In 2021, entering his sophomore year, Truss made the transition from tackle to guard. He played in reserve in all fifteen of Georgia's games, playing the most out of his entire career at the time against Tennessee.

In 2022, Truss was projected to battle for a starting spot on the offensive line over the offseason, Truss won the battle ahead of the 2022 season beating redshirt sophomore Devin Willock. Truss started in eleven of twelve games, only missing the team's games against Tennessee due to injury. He started in the team's win over TCU in the 2023 College Football Playoff National Championship at left guard as they went back-to-back.

==Professional career==

Pre-draft measurables
| Height | Weight | Arm length | Hand span | Wingspan | 40-yard dash | 10-yard split | 20-yard split | 20-yard shuttle | Three-cone drill | Vertical jump | Broad jump |
| 6 ft 7+1⁄8 in (2.01 m) | 309 lb (140 kg) | 33 in (0.84 m) | 10+1⁄2 in (0.27 m) | 6 ft 10+7⁄8 in (2.11 m) | 5.24 s | 1.82 s | 3.02 s | 5.01 s | 7.82 s | 26.0 in (0.66 m) | 8 ft 7 in (2.62 m) |
All values from NFL Combine/Pro Day

=== Denver Broncos ===
After going unselected in the 2025 NFL draft, Truss signed with the Denver Broncos as an undrafted free agent. On August 25, 2025, Truss was waived by the Broncos.
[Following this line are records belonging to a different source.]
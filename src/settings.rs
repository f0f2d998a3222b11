//! Plugin settings: the persisted record and the settings panel model.

use serde_json::{Map, Value};

use crate::host::{DataStore, StoreError};

/// Options string used when nothing valid is stored.
pub const DEFAULT_OPTIONS: &str = "{}";

/// Where the option keys are documented.
pub const OPTIONS_DOC_URL: &str = "https://docs.rs/comrak/latest/comrak/struct.Options.html";

/// The persisted plugin record.
///
/// `options` is a JSON object literal handed to the formatter. Fields the
/// plugin does not know are kept in `extra` and written back unchanged.
#[derive(Debug, Clone, PartialEq)]
pub struct Settings {
    pub options: String,
    pub extra: Map<String, Value>,
}

impl Default for Settings {
    fn default() -> Self {
        Self {
            options: DEFAULT_OPTIONS.to_string(),
            extra: Map::new(),
        }
    }
}

/// Result of committing an edit from the settings panel.
#[derive(Debug, Clone, PartialEq, Eq)]
pub enum SettingsCommit {
    /// The text was a JSON object and has been persisted.
    Saved,
    /// The text was kept in memory only; the stored value is unchanged.
    Rejected { reason: String },
}

impl Settings {
    /// Merge a stored record over the defaults.
    pub fn from_stored(data: Option<Value>) -> Self {
        let mut settings = Settings::default();

        match data {
            None | Some(Value::Null) => {}
            Some(Value::Object(mut record)) => {
                match record.remove("options") {
                    Some(Value::String(options)) => settings.options = options,
                    Some(other) => log::warn!("[vaultfmt] Ignoring non-string `options` in plugin data: {other}"),
                    None => {}
                }
                settings.extra = record;
            }
            Some(other) => log::warn!("[vaultfmt] Ignoring plugin data that is not a JSON object: {other}"),
        }

        if let Err(reason) = validate_options(&settings.options) {
            log::warn!("[vaultfmt] Stored formatter options are invalid ({reason}); using {DEFAULT_OPTIONS}");
            settings.options = DEFAULT_OPTIONS.to_string();
        }

        settings
    }

    /// Load from the host store. Unreadable JSON falls back to the defaults.
    pub async fn load<S: DataStore>(store: &S) -> Result<Self, StoreError> {
        match store.load_data().await {
            Ok(data) => Ok(Self::from_stored(data)),
            Err(StoreError::Json { path, source }) => {
                log::warn!("[vaultfmt] Plugin data at {path} is not valid JSON ({source}); using defaults");
                Ok(Self::default())
            }
            Err(e) => Err(e),
        }
    }

    pub async fn save<S: DataStore>(&self, store: &S) -> Result<(), StoreError> {
        store.save_data(&self.to_value()).await
    }

    pub fn to_value(&self) -> Value {
        let mut record = self.extra.clone();
        record.insert("options".to_string(), Value::String(self.options.clone()));
        Value::Object(record)
    }
}

/// Check that `text` is a JSON object literal.
pub fn validate_options(text: &str) -> Result<(), String> {
    match serde_json::from_str::<Value>(text) {
        Ok(Value::Object(_)) => Ok(()),
        Ok(_) => Err("formatter options must be a JSON object".to_string()),
        Err(e) => Err(e.to_string()),
    }
}

/// Render model of the settings panel.
#[derive(Debug, Clone, PartialEq, Eq)]
pub struct SettingsPanel {
    pub heading: &'static str,
    pub field_name: &'static str,
    pub description: &'static str,
    pub doc_link_text: &'static str,
    pub doc_link_href: &'static str,
    pub rows: u16,
    pub cols: u16,
    pub value: String,
}

impl SettingsPanel {
    pub fn display(settings: &Settings) -> Self {
        let value = if settings.options.is_empty() {
            DEFAULT_OPTIONS.to_string()
        } else {
            settings.options.clone()
        };

        Self {
            heading: "vaultfmt Settings",
            field_name: "Formatter Options",
            description: "See: ",
            doc_link_text: "Formatter Options",
            doc_link_href: OPTIONS_DOC_URL,
            rows: 8,
            cols: 40,
            value,
        }
    }
}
=== New Orleans Saints ===
On August 27, 2025, Truss was claimed off waivers by the New Orleans Saints.

On August 29, 2026, Truss was waived by the Saints.

===Cleveland Browns===
On September 15, 2026, Truss was signed to the Cleveland Browns practice squad.

== Personal life ==
Truss is the son of Steve and Gina Truss, and has two younger sisters.